:: TASK OBJECTIVE ::
Each line of the listing below that includes "omitted" must be copied.

* * * * * * *

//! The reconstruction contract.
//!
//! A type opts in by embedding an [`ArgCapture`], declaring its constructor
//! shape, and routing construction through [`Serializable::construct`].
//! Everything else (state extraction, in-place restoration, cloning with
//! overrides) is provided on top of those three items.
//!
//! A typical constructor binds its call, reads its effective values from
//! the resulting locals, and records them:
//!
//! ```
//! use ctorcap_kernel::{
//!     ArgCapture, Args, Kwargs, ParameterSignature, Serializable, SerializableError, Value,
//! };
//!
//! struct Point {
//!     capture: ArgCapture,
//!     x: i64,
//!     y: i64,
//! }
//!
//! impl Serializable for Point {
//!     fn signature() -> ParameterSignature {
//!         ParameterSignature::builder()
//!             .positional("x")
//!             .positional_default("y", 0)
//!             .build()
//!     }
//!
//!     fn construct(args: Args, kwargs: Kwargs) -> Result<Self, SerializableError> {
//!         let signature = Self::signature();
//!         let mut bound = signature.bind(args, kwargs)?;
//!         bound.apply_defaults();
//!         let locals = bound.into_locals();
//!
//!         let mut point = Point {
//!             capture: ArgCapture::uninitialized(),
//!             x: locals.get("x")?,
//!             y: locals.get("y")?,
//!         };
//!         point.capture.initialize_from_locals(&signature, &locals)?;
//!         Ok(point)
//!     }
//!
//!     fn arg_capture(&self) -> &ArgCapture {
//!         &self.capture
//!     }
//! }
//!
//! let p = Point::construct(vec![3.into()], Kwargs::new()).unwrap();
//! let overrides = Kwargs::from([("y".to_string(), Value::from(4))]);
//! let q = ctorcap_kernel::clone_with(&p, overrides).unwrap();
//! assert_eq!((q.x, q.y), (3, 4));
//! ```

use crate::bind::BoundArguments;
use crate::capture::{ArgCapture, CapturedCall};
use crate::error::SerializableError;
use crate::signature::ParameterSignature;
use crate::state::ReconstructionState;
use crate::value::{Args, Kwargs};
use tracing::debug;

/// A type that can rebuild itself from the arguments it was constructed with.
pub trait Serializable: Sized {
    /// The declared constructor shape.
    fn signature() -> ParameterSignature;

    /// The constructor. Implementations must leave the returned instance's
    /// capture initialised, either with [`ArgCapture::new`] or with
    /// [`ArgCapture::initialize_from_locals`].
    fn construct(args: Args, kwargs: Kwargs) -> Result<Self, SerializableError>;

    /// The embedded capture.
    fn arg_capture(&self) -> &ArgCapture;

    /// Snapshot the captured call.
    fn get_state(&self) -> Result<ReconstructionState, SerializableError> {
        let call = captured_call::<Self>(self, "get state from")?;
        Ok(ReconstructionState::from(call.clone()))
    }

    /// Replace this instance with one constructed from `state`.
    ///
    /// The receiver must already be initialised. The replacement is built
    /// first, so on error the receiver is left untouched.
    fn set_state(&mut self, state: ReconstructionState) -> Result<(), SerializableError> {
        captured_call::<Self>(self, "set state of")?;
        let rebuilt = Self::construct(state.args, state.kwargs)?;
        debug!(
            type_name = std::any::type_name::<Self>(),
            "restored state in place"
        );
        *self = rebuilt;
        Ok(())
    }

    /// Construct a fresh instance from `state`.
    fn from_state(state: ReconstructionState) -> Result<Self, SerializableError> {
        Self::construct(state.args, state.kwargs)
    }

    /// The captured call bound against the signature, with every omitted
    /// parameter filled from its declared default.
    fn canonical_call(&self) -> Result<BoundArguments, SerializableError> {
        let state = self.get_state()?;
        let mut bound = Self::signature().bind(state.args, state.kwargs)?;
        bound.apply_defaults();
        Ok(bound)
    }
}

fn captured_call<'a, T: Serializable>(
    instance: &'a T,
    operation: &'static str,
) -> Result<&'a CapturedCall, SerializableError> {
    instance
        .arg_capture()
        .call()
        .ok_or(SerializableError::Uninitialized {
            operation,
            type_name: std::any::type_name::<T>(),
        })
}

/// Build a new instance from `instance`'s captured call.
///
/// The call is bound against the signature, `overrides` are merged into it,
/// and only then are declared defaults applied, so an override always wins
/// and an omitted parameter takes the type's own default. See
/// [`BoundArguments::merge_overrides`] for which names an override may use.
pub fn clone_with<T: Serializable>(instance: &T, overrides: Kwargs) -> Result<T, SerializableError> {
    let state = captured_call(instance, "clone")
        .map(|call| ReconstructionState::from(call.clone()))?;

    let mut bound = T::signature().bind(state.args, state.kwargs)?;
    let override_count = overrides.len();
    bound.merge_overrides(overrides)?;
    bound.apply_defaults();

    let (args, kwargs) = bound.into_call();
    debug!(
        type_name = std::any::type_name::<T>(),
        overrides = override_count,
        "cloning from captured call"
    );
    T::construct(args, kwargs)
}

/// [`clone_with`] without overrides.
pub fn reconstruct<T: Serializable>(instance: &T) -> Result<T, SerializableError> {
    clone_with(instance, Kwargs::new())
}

* * * * * * *

:: EXERCISE RESULT ::
    /// The captured call bound against the signature, with every omitted
/// and an omitted parameter takes the type's own default. See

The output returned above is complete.